アドラー心理学について、まとめようとしたんですがここまで全くまとまっていなかったことをお詫び致します。
前回までいろいろ書きましたけど、幸せになるためには自己受容、他者信頼、他者貢献が必要であるというのが、まず前提としてあります。では、自分は幸せなのか。それは今を考えることが大事です。まだ目標を達成していないから幸せではないのかと言うとそうではない。昔の偉い人の伝記などを読んでいると、何歳の時に研究を始めて、何歳で会社を興して、何歳で大きな業績を上げたとか出てきますけど、では一定の成果を上げるまでは人生は未完成なのか、自分はまだ何も実績がないから人生が始まってないのか。

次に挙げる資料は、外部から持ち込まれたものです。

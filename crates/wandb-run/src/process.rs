//! Backend server process.
//!
//! The backend is started as `<binary> grpc-server --port <N>` with stdout and
//! stderr inherited, so its own diagnostics reach the console directly.

use std::io;
use std::process::{Child, Command, ExitStatus, Stdio};

use tracing::{info, warn};

use crate::error::{RunError, RunResult};

/// Subcommand that makes the tool serve the internal gRPC service.
pub const SERVER_SUBCOMMAND: &str = "grpc-server";

/// Handle the run session keeps on the backend process.
pub trait ServerProcess {
    /// OS process id, if known.
    fn id(&self) -> Option<u32>;

    /// Block until the process exits. Returns the exit code, or `None` when it
    /// was terminated by a signal.
    fn wait(&mut self) -> io::Result<Option<i32>>;

    /// Kill the process and reap it.
    fn kill(&mut self) -> io::Result<()>;
}

/// How to launch the backend.
#[derive(Debug, Clone, PartialEq, Eq)]
pub struct BackendCommand {
    pub binary: String,
    pub port: Option<u16>,
}

impl BackendCommand {
    pub fn new(binary: impl Into<String>, port: Option<u16>) -> Self {
        Self {
            binary: binary.into(),
            port,
        }
    }

    pub fn args(&self) -> Vec<String> {
        let mut args = vec![SERVER_SUBCOMMAND.to_string()];
        if let Some(port) = self.port {
            args.push("--port".to_string());
            args.push(port.to_string());
        }
        args
    }

    /// Spawn the backend with inherited stdio.
    pub fn spawn(&self) -> RunResult<BackendProcess> {
        let args = self.args();
        info!("Starting backend: {} {}", self.binary, args.join(" "));

        let child = Command::new(&self.binary)
            .args(&args)
            .stdin(Stdio::null())
            .stdout(Stdio::inherit())
            .stderr(Stdio::inherit())
            .spawn()
            .map_err(|source| RunError::Launch {
                binary: self.binary.clone(),
                source,
            })?;

        info!("Backend started with pid {}", child.id());
        Ok(BackendProcess { child })
    }
}

/// A spawned backend process.
#[derive(Debug)]
pub struct BackendProcess {
    child: Child,
}

impl BackendProcess {
    /// Check if the process is still running.
    pub fn is_running(&mut self) -> bool {
        matches!(self.child.try_wait(), Ok(None))
    }
}

impl ServerProcess for BackendProcess {
    fn id(&self) -> Option<u32> {
        Some(self.child.id())
    }

    fn wait(&mut self) -> io::Result<Option<i32>> {
        let status = self.child.wait()?;
        info!(
            "Backend {} {}",
            self.child.id(),
            describe_exit_status(&status)
        );
        Ok(status.code())
    }

    fn kill(&mut self) -> io::Result<()> {
        if let Err(e) = self.child.kill() {
            // Already exited is fine; anything else is worth reporting.
            if self.is_running() {
                return Err(e);
            }
        }
        match self.child.wait() {
            Ok(_) => Ok(()),
            Err(e) => {
                warn!("Error waiting for backend {}: {:?}", self.child.id(), e);
                Ok(())
            }
        }
    }
}

/// Describe how the backend ended, for the shutdown log line.
///
/// A backend killed by [`ServerProcess::kill`] shows up as terminated by signal 9.
pub fn describe_exit_status(status: &ExitStatus) -> String {
    if status.success() {
        return "shut down cleanly".to_string();
    }
    if let Some(code) = status.code() {
        return format!("exited with code {code}");
    }
    #[cfg(unix)]
    {
        use std::os::unix::process::ExitStatusExt;
        if let Some(signal) = status.signal() {
            let core = if status.core_dumped() {
                ", core dumped"
            } else {
                ""
            };
            return format!("terminated by signal {signal}{core}");
        }
    }
    format!("ended with {status}")
}

#[cfg(test)]
mod tests {
    use super::*;

    #[test]
    fn test_args_with_and_without_port() {
        assert_eq!(
            BackendCommand::new("wandb", Some(50051)).args(),
            vec!["grpc-server", "--port", "50051"]
        );
        assert_eq!(BackendCommand::new("wandb", None).args(), vec!["grpc-server"]);
    }

    #[test]
    fn test_missing_binary_is_a_launch_error() {
        let err = BackendCommand::new("definitely-not-a-real-backend-binary", Some(1))
            .spawn()
            .unwrap_err();
        match err {
            RunError::Launch { binary, source } => {
                assert_eq!(binary, "definitely-not-a-real-backend-binary");
                assert_eq!(source.kind(), io::ErrorKind::NotFound);
            }
            other => panic!("unexpected error: {other:?}"),
        }
    }

    #[cfg(unix)]
    #[test]
    fn test_describe_exit_status() {
        use std::os::unix::process::ExitStatusExt;

        // Raw wait statuses: code in the high byte, signal in the low bits.
        assert_eq!(
            describe_exit_status(&ExitStatus::from_raw(0)),
            "shut down cleanly"
        );
        assert_eq!(
            describe_exit_status(&ExitStatus::from_raw(3 << 8)),
            "exited with code 3"
        );
        assert_eq!(
            describe_exit_status(&ExitStatus::from_raw(9)),
            "terminated by signal 9"
        );
        assert_eq!(
            describe_exit_status(&ExitStatus::from_raw(0x80 | 11)),
            "terminated by signal 11, core dumped"
        );
    }

    #[cfg(unix)]
    #[test]
    fn test_wait_reports_exit_code() {
        let mut process = BackendProcess {
            child: Command::new("sh")
                .args(["-c", "exit 3"])
                .spawn()
                .unwrap(),
        };
        assert!(process.id().is_some());
        assert_eq!(process.wait().unwrap(), Some(3));
    }
}
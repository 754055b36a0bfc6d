//! Wire types for talking to the wandb internal service.
//!
//! The tracking backend runs as a local `wandb grpc-server` process and exposes a
//! small unary gRPC contract:
//!
//! ```text
//! client --RunUpdate(RunRecord)-------------> RunUpdateResult { run }
//!        --Log(HistoryRecord)---------------> HistoryResult
//!        --RunExit(RunExitRecord)-----------> RunExitResult
//!        --ServerShutdown(ServerShutdownRequest)-> ServerShutdownResult
//! ```
//!
//! Messages are plain `prost` structs so no protoc step is needed at build time.
//! Every config and history value travels as a JSON literal string (`value_json`).

pub mod client;
pub mod records;

pub use client::{InternalServiceClient, SERVICE_NAME};
pub use records::{
    ConfigItem, ConfigRecord, ErrorInfo, HistoryItem, HistoryRecord, HistoryResult,
    RunExitRecord, RunExitResult, RunRecord, RunUpdateResult, ServerShutdownRequest,
    ServerShutdownResult,
};
/*
 * Responsibility
 * - Process-level services injected into AppState
 *   - auth: bearer-token verification (and signing for tooling)
 *   - storage: artifact persistence keyed by job id
 *   - provider: outbound image-to-3D generation client
 */
pub mod auth;
pub mod factory;
pub mod provider;
pub mod storage;
pub mod claims;
pub mod signer;
pub mod verifier;

pub use claims::Claims;
pub use signer::TokenSigner;
pub use verifier::TokenVerifier;

/// Errors produced while verifying or signing bearer tokens.
#[derive(Debug, thiserror::Error)]
pub enum TokenError {
    #[error("jwt secret not configured")]
    SecretNotConfigured,

    #[error("token verification failed: {0}")]
    Invalid(#[source] jsonwebtoken::errors::Error),

    #[error("token signing failed: {0}")]
    Signing(#[source] jsonwebtoken::errors::Error),
}
use std::io::ErrorKind;
use std::path::{Path, PathBuf};

use async_trait::async_trait;
use tokio::fs;

use super::{ARTIFACT_EXTENSION, ArtifactLocation, ArtifactStore, JobId, StoreError};

/// Flat directory of `{job_id}.glb` files. File existence is the only state.
#[derive(Debug, Clone)]
pub struct LocalArtifactStore {
    root: PathBuf,
}

impl LocalArtifactStore {
    /// Open the store, creating `root` (and parents) if missing.
    pub async fn open(root: impl Into<PathBuf>) -> Result<Self, StoreError> {
        let root = root.into();
        fs::create_dir_all(&root)
            .await
            .map_err(|e| StoreError::io(&root, e))?;

        tracing::debug!(root = %root.display(), "artifact store ready");
        Ok(Self { root })
    }

    pub fn root(&self) -> &Path {
        &self.root
    }

    fn artifact_path(&self, job_id: &JobId) -> PathBuf {
        self.root.join(format!("{job_id}.{ARTIFACT_EXTENSION}"))
    }
}

#[async_trait]
impl ArtifactStore for LocalArtifactStore {
    async fn save(&self, job_id: &JobId, bytes: &[u8]) -> Result<ArtifactLocation, StoreError> {
        let path = self.artifact_path(job_id);
        // Write next to the target then rename, so readers never observe a partial file.
        let tmp = self
            .root
            .join(format!(".{job_id}.{}.tmp", uuid::Uuid::new_v4().simple()));

        if let Err(e) = fs::write(&tmp, bytes).await {
            let _ = fs::remove_file(&tmp).await;
            return Err(StoreError::io(&tmp, e));
        }
        if let Err(e) = fs::rename(&tmp, &path).await {
            let _ = fs::remove_file(&tmp).await;
            return Err(StoreError::io(&path, e));
        }

        tracing::debug!(job_id = %job_id, bytes = bytes.len(), "artifact saved");
        Ok(ArtifactLocation::new(path))
    }

    async fn locate(&self, job_id: &JobId) -> Result<Option<ArtifactLocation>, StoreError> {
        let path = self.artifact_path(job_id);
        match fs::metadata(&path).await {
            Ok(meta) if meta.is_file() => Ok(Some(ArtifactLocation::new(path))),
            Ok(_) => Ok(None),
            Err(e) if e.kind() == ErrorKind::NotFound => Ok(None),
            Err(e) => Err(StoreError::io(&path, e)),
        }
    }
}

#[cfg(test)]
mod tests {
    use std::sync::Arc;

    use tempfile::TempDir;

    use super::*;

    async fn store() -> (TempDir, LocalArtifactStore) {
        let dir = TempDir::new().unwrap();
        let store = LocalArtifactStore::open(dir.path()).await.unwrap();
        (dir, store)
    }

    #[tokio::test]
    async fn open_creates_missing_root() {
        let dir = TempDir::new().unwrap();
        let root = dir.path().join("nested").join("models");

        let store = LocalArtifactStore::open(&root).await.unwrap();

        assert!(root.is_dir());
        assert_eq!(store.root(), root.as_path());
    }

    #[tokio::test]
    async fn locate_after_save_returns_saved_bytes() {
        let (_dir, store) = store().await;
        let job_id = JobId::new();

        let saved = store.save(&job_id, b"GLBDATA").await.unwrap();
        let found = store.locate(&job_id).await.unwrap().expect("artifact");

        assert_eq!(saved, found);
        assert_eq!(fs::read(found.path()).await.unwrap(), b"GLBDATA");
        assert_eq!(
            found.path().file_name().unwrap().to_str().unwrap(),
            format!("{job_id}.glb")
        );
    }

    #[tokio::test]
    async fn locate_unknown_id_is_none() {
        let (_dir, store) = store().await;
        assert!(store.locate(&JobId::new()).await.unwrap().is_none());
    }

    #[tokio::test]
    async fn save_overwrites_existing_artifact() {
        let (_dir, store) = store().await;
        let job_id = JobId::new();

        store.save(&job_id, b"first").await.unwrap();
        let location = store.save(&job_id, b"second").await.unwrap();

        assert_eq!(fs::read(location.path()).await.unwrap(), b"second");
    }

    #[tokio::test]
    async fn save_leaves_no_temporary_files() {
        let (dir, store) = store().await;
        let job_id = JobId::new();
        store.save(&job_id, b"payload").await.unwrap();

        let mut entries = fs::read_dir(dir.path()).await.unwrap();
        let mut names = Vec::new();
        while let Some(entry) = entries.next_entry().await.unwrap() {
            names.push(entry.file_name().to_string_lossy().into_owned());
        }

        assert_eq!(names, vec![format!("{job_id}.glb")]);
    }

    #[tokio::test]
    async fn concurrent_saves_do_not_cross_write() {
        let (_dir, store) = store().await;
        let store = Arc::new(store);

        let handles: Vec<_> = (0..16u8)
            .map(|i| {
                let store = store.clone();
                tokio::spawn(async move {
                    let job_id = JobId::new();
                    store.save(&job_id, &[i; 64]).await.unwrap();
                    (job_id, i)
                })
            })
            .collect();

        for handle in handles {
            let (job_id, i) = handle.await.unwrap();
            let location = store.locate(&job_id).await.unwrap().unwrap();
            assert_eq!(fs::read(location.path()).await.unwrap(), vec![i; 64]);
        }
    }

    #[tokio::test]
    async fn save_into_missing_root_reports_io_error() {
        let dir = TempDir::new().unwrap();
        let store = LocalArtifactStore::open(dir.path().join("gone")).await.unwrap();
        fs::remove_dir(store.root()).await.unwrap();

        let err = store.save(&JobId::new(), b"x").await.unwrap_err();
        assert!(matches!(err, StoreError::Io { .. }));
    }
}
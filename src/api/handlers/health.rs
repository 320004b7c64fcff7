/*
 * Responsibility
 * - GET /health (liveness; not behind bearer auth)
 */
use axum::{Json, http::StatusCode, response::IntoResponse};
use serde_json::json;

pub async fn health() -> impl IntoResponse {
    (StatusCode::OK, Json(json!({"status": "ok"})))
}
/*
 * Responsibility
 * - tokio runtime
 * - call app::run() (no logic here)
 */
use anyhow::Result;

#[tokio::main]
async fn main() -> Result<()> {
    image3d_proxy::app::run().await
}
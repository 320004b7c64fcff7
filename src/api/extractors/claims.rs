use axum::extract::FromRequestParts;
use axum::http::request::Parts;

use crate::error::AppError;
use crate::services::auth::Claims;
use crate::state::AppState;

/// Extractor handing the verified `Claims` to a handler.
/// The bearer middleware must have inserted them into request extensions;
/// if not (route mounted without auth), the request is rejected with 401.
pub struct AuthClaims(pub Claims);

impl FromRequestParts<AppState> for AuthClaims {
    type Rejection = AppError;

    async fn from_request_parts(
        parts: &mut Parts,
        _state: &AppState,
    ) -> Result<Self, Self::Rejection> {
        parts
            .extensions
            .get::<Claims>()
            .cloned()
            .map(AuthClaims)
            .ok_or_else(|| AppError::unauthorized("request did not pass bearer authentication"))
    }
}
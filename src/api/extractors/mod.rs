/*!
 * Request extractors
 *
 * - AuthClaims: claims placed in request extensions by the bearer middleware
 */

mod claims;

pub use claims::AuthClaims;
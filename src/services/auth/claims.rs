use serde::{Deserialize, Serialize};
use serde_json::{Map, Value};

/// Decoded payload of a verified bearer token.
///
/// Kept as an open key/value map: any claim the issuer embeds is carried through
/// untouched. Handlers receive it as proof that the request was authenticated.
#[derive(Debug, Clone, Default, PartialEq, Serialize, Deserialize)]
#[serde(transparent)]
pub struct Claims(Map<String, Value>);

impl Claims {
    pub fn new() -> Self {
        Self::default()
    }

    pub fn insert(&mut self, key: impl Into<String>, value: impl Into<Value>) {
        self.0.insert(key.into(), value.into());
    }

    pub fn with(mut self, key: impl Into<String>, value: impl Into<Value>) -> Self {
        self.insert(key, value);
        self
    }

    /// Stamp `iat` with the current time and `exp` with `ttl_seconds` later.
    pub fn expires_in(self, ttl_seconds: i64) -> Self {
        let now = chrono::Utc::now().timestamp();
        self.with("iat", now).with("exp", now + ttl_seconds)
    }

    // `sub` is only used for log correlation.
    pub fn subject(&self) -> Option<&str> {
        self.0.get("sub").and_then(Value::as_str)
    }
}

ストーリー的に見ればそうなんでしょうけど、自分の未来は分かりません。ストリーで捉えると、翌週に大学受験があるけど、その前に病気で倒れて試験を受けられなかったら、人生終了することになるのかもしれませんが。自分の人生というのは分からないものです。一寸先は闇という言葉もあるように、明日何が起こるかは分かりません。人生設計を完璧に組み上げて、その通りに人生を送れるなんてことはあまりないでしょう。アドラー的には、過去から現在、未来という流れではなく、今ここ(Now and Here)の点に注目します。人生は線ではなく、点の集合体であり、いまここで自分の人生は完結している、と考えます。自分の人生はまだ始まってないとか、たいした成果もないから中途半端だとか考えません。
ここで注意したいのは、いわゆる刹那主義というやつとは違うということです。刹那主義というのは、明日は分からないからもうどうでもいいやと、人生をいい加減に送ることです。しかし、アドラー的な考えでは今日1日何か(勉強とか仕事とか)をやった、その連続によって人生が形成されてるということになります。受験勉強でいうと、1日の勉強は即受験に直結はしないけど、分からない問題を解けたら嬉しいものです。模試で順位が上がったり、志望校判定が上がったら嬉しいですよね。そういう日々の連続の先に受験があるという考え方です。
フロイト的な原因論だと、あの時問題集を解かないで寝たからとか、夏の高校野球を見てしまったからとか、受験の直前に言い訳するのでしょうが、アドラー的思考だと過去は考えません。入試を受けるのは今の自分なのですから、今の自分を信じるしかないです。
最後に、人生にどんな意味があるのか。ありません。アドラーは、一般的な人生の意味はないと答えています。人生の意味は、あなたが自分自身に与えるものだ、とも言っています。意味付けというのも結局他人の話なんですよ。お前の人生は空虚で無意味だ、と言われたら知らねーよと無視しましょう。他者の人生に引っ張られない、自分の人生を生きる、それが自由というものらしいです。ただ、自由と言われてもどうしてよいか分からない。そうですね。ですので、アドラーは「導きの星」というものをあげています。つまり、暗闇の中でも見上げれば星がある(例えば北極星みたいな)。それを目指していれば道に迷うことはないでしょう。その目標が他者貢献なのだそうです。
アドラー心理学に出てくる話というのは、一見バラバラなように見えて実は全てつながっています。それを理解するのはかなり大変です。自分でも、もう一度本を読み直してしっかり理解しなければいけないなと思います。お手軽な動画じゃあまりよく分からない。
今回もNさんのエピソードですが。ある時Nさんに旅行中の写真を送ったんですが、食事が地元の名物でなく吉○家だったことに激怒されました。「どうして君はそんなどこでも食えるものを選ぶんだ。旅行したら、地元の名産品を堪能しなければならない。」そうおっしゃいました。他者への介入半端ないです。これも、本当に自分と他者の課題の分離ができていない好例ではないかと思いました。なぜ、自分が地方の名物でなく、チェーン店を利用するのか。旅行のスタイルの違いもありますし、他にも理由はあるんですが、それをいちいちNさんに説明して同意を得る必要はないと判断しました。一緒に旅行していて、ひつまぶし食わせろというのなら、まだ理屈は通りますけど。同行しているなら、他者ではなく自分の課題ですからね。